EXERCISE: Find the line containing "repository 7f6ef2069b5e1969" in the records below. Copy exactly that line and each one after it, ending at the line containing "use crate::state::AppState;", and nothing more.

(Excerpts from a dataset)
***
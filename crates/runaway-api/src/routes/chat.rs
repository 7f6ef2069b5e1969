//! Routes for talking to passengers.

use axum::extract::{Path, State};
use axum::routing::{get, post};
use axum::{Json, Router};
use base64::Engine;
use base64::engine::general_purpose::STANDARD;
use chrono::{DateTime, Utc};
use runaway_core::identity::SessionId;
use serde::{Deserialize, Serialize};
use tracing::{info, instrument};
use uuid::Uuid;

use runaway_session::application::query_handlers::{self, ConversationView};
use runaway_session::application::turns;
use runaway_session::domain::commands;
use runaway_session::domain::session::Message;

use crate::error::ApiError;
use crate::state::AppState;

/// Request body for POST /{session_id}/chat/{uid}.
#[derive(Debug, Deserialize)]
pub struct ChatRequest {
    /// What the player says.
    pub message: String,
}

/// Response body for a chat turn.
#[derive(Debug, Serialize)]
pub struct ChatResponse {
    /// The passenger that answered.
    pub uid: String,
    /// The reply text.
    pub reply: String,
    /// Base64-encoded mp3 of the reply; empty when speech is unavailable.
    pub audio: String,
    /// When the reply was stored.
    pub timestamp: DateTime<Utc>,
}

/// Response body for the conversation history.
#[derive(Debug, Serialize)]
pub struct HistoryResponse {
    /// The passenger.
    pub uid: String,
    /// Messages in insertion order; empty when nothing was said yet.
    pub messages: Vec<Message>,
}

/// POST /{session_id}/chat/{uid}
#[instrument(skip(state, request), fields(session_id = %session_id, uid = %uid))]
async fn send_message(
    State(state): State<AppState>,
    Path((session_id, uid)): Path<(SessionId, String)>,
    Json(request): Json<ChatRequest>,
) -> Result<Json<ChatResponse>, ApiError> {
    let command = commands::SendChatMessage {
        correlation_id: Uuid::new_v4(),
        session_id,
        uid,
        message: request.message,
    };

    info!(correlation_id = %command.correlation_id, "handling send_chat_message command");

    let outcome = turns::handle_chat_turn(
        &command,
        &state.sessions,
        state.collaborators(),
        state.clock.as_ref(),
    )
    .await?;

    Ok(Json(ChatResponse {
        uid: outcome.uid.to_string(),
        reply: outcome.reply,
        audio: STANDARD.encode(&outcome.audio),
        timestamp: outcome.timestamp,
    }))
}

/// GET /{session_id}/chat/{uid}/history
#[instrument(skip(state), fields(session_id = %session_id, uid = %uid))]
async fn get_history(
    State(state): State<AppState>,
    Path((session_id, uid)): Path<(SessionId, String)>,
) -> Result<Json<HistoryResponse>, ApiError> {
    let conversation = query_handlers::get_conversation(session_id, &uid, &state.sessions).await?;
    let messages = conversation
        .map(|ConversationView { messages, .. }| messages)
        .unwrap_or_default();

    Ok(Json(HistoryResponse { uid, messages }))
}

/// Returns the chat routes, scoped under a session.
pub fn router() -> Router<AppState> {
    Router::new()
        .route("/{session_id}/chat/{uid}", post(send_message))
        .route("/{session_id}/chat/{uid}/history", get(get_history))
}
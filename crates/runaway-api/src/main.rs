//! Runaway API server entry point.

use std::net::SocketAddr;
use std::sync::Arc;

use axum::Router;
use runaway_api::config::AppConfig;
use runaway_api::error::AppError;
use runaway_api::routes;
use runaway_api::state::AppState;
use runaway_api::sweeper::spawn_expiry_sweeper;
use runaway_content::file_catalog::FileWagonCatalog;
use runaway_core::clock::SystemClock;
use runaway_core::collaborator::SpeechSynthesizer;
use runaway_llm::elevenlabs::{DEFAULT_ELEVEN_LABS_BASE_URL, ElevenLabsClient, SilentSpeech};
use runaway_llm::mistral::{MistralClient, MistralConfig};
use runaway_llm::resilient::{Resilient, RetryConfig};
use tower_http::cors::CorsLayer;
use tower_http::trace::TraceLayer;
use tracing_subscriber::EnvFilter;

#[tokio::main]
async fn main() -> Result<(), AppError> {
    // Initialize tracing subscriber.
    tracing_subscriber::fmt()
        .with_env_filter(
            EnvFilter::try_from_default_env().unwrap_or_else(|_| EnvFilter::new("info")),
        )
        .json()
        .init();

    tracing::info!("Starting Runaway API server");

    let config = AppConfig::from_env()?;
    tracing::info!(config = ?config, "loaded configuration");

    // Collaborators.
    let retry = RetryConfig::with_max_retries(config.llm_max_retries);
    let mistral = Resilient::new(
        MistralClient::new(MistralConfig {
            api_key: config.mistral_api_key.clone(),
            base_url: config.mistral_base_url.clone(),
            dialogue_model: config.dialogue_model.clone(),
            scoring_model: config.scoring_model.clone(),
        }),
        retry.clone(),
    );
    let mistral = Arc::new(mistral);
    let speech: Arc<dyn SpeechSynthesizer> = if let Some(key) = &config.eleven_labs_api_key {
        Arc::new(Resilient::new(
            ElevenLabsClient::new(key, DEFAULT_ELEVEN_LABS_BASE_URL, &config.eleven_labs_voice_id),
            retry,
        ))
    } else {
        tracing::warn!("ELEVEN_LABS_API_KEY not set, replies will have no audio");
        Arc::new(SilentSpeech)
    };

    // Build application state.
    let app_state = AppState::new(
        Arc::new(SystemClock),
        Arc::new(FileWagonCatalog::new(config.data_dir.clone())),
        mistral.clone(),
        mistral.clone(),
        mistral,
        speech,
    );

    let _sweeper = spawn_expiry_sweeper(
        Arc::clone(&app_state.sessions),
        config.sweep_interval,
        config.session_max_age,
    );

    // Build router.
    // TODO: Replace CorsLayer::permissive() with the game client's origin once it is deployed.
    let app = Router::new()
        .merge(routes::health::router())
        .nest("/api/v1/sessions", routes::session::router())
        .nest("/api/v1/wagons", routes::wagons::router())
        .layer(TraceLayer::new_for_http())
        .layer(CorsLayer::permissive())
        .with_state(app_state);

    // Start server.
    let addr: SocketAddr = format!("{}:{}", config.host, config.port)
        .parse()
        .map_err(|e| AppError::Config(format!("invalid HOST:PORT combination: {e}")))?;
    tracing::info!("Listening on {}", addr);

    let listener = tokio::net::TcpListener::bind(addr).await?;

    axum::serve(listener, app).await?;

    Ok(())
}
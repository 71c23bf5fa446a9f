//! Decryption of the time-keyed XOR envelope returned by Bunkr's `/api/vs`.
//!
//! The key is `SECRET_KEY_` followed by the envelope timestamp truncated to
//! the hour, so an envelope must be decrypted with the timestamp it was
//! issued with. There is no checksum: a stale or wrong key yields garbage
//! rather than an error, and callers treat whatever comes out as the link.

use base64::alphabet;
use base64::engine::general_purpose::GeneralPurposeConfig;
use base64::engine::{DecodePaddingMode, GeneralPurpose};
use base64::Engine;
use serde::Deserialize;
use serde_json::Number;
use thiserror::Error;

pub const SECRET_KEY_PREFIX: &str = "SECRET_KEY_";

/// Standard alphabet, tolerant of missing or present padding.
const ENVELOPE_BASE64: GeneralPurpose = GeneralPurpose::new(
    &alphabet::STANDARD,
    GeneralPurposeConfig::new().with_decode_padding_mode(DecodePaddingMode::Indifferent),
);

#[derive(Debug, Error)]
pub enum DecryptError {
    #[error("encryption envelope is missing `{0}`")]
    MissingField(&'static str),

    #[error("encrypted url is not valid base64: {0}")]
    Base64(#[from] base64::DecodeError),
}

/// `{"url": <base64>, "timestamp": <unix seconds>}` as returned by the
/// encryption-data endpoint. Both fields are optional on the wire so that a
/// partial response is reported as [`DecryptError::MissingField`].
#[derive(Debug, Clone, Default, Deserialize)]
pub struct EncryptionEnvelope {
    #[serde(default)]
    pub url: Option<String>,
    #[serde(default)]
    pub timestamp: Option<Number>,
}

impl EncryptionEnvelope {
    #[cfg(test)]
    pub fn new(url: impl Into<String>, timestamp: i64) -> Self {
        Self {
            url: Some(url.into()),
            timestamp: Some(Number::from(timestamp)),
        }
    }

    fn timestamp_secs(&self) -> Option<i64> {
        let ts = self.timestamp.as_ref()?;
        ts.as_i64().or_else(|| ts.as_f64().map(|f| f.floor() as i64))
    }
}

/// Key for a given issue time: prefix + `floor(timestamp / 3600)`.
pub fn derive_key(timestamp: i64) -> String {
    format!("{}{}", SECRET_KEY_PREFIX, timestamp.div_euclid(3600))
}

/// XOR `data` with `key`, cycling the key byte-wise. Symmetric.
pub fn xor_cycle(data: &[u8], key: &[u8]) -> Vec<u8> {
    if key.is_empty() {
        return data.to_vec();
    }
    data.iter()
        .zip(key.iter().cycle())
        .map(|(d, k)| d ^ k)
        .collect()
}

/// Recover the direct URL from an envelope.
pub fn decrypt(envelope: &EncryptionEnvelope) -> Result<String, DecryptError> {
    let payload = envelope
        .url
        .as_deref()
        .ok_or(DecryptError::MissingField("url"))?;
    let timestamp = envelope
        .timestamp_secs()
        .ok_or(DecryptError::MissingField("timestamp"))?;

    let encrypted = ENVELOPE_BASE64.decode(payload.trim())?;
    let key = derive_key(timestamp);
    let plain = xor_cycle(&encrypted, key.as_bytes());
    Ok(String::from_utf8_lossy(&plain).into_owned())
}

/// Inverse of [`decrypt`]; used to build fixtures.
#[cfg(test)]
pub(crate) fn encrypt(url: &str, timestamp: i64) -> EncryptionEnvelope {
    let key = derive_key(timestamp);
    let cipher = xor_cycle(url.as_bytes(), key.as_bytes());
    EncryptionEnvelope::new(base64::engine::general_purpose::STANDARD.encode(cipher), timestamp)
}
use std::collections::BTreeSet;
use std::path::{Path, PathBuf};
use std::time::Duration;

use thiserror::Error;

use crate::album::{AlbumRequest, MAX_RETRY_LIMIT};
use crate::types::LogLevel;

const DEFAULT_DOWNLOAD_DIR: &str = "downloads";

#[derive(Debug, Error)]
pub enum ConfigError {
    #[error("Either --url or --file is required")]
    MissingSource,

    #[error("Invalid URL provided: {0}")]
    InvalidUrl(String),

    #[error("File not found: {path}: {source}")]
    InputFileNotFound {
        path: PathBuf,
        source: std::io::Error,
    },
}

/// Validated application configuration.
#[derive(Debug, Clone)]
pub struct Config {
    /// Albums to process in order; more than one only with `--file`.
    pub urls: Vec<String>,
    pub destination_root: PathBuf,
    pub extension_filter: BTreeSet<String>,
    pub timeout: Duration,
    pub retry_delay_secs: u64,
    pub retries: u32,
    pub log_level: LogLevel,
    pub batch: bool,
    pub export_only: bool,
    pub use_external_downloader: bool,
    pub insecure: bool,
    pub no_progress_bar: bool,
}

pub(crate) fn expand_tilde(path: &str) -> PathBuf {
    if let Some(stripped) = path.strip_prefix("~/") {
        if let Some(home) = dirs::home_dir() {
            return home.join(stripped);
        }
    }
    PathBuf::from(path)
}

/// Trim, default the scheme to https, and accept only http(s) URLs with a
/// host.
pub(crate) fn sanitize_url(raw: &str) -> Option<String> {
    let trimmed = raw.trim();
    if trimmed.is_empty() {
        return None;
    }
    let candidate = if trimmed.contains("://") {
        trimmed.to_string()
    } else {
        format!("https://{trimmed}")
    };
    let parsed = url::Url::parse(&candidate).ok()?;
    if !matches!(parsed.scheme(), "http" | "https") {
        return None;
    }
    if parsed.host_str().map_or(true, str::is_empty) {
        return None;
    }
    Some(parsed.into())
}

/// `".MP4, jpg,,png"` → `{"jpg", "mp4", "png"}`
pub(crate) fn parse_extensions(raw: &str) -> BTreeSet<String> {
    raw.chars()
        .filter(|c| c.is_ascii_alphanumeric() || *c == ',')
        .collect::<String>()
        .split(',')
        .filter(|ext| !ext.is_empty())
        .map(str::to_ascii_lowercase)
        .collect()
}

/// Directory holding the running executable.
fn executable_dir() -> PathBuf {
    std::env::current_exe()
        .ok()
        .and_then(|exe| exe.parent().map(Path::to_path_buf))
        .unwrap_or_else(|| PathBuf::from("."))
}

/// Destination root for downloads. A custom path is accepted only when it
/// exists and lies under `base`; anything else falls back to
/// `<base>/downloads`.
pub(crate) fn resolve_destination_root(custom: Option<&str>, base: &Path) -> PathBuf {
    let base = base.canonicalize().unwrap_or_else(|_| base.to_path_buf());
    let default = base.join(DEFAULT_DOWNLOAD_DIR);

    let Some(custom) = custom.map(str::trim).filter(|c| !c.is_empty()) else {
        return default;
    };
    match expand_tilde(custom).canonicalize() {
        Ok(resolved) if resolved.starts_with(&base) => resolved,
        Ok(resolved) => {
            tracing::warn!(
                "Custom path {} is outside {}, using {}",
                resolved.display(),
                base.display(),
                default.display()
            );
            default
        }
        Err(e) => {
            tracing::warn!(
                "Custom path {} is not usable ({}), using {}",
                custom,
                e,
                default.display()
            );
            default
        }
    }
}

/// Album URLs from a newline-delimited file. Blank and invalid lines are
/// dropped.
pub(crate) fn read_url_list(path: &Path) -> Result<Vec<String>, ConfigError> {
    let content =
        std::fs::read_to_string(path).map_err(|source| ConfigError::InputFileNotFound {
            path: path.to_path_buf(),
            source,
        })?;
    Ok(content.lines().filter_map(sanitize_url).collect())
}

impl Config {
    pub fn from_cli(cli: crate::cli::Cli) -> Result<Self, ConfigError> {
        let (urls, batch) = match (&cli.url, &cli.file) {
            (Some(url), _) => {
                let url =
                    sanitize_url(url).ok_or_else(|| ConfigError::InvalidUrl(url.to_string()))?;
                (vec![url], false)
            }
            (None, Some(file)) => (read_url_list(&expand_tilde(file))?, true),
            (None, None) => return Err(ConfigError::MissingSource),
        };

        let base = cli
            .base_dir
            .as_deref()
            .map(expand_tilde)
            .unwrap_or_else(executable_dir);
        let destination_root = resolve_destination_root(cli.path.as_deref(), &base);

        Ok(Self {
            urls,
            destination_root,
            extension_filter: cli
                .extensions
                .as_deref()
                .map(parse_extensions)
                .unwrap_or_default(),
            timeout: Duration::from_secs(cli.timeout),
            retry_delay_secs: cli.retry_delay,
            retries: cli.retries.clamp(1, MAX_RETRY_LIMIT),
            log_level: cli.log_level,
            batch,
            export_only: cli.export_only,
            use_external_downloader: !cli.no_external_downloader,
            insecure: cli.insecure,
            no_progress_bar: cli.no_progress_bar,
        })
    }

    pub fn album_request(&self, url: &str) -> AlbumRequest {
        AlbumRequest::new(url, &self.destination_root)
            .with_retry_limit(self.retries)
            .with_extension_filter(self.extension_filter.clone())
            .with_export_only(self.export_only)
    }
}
***
TASK ANSWER:
repository 7f6ef2069b5e1969
//! Routes for talking to passengers.

use axum::extract::{Path, State};
use axum::routing::{get, post};
use axum::{Json, Router};
use base64::Engine;
use base64::engine::general_purpose::STANDARD;
use chrono::{DateTime, Utc};
use runaway_core::identity::SessionId;
use serde::{Deserialize, Serialize};
use tracing::{info, instrument};
use uuid::Uuid;

use runaway_session::application::query_handlers::{self, ConversationView};
use runaway_session::application::turns;
use runaway_session::domain::commands;
use runaway_session::domain::session::Message;

use crate::error::ApiError;
use crate::state::AppState;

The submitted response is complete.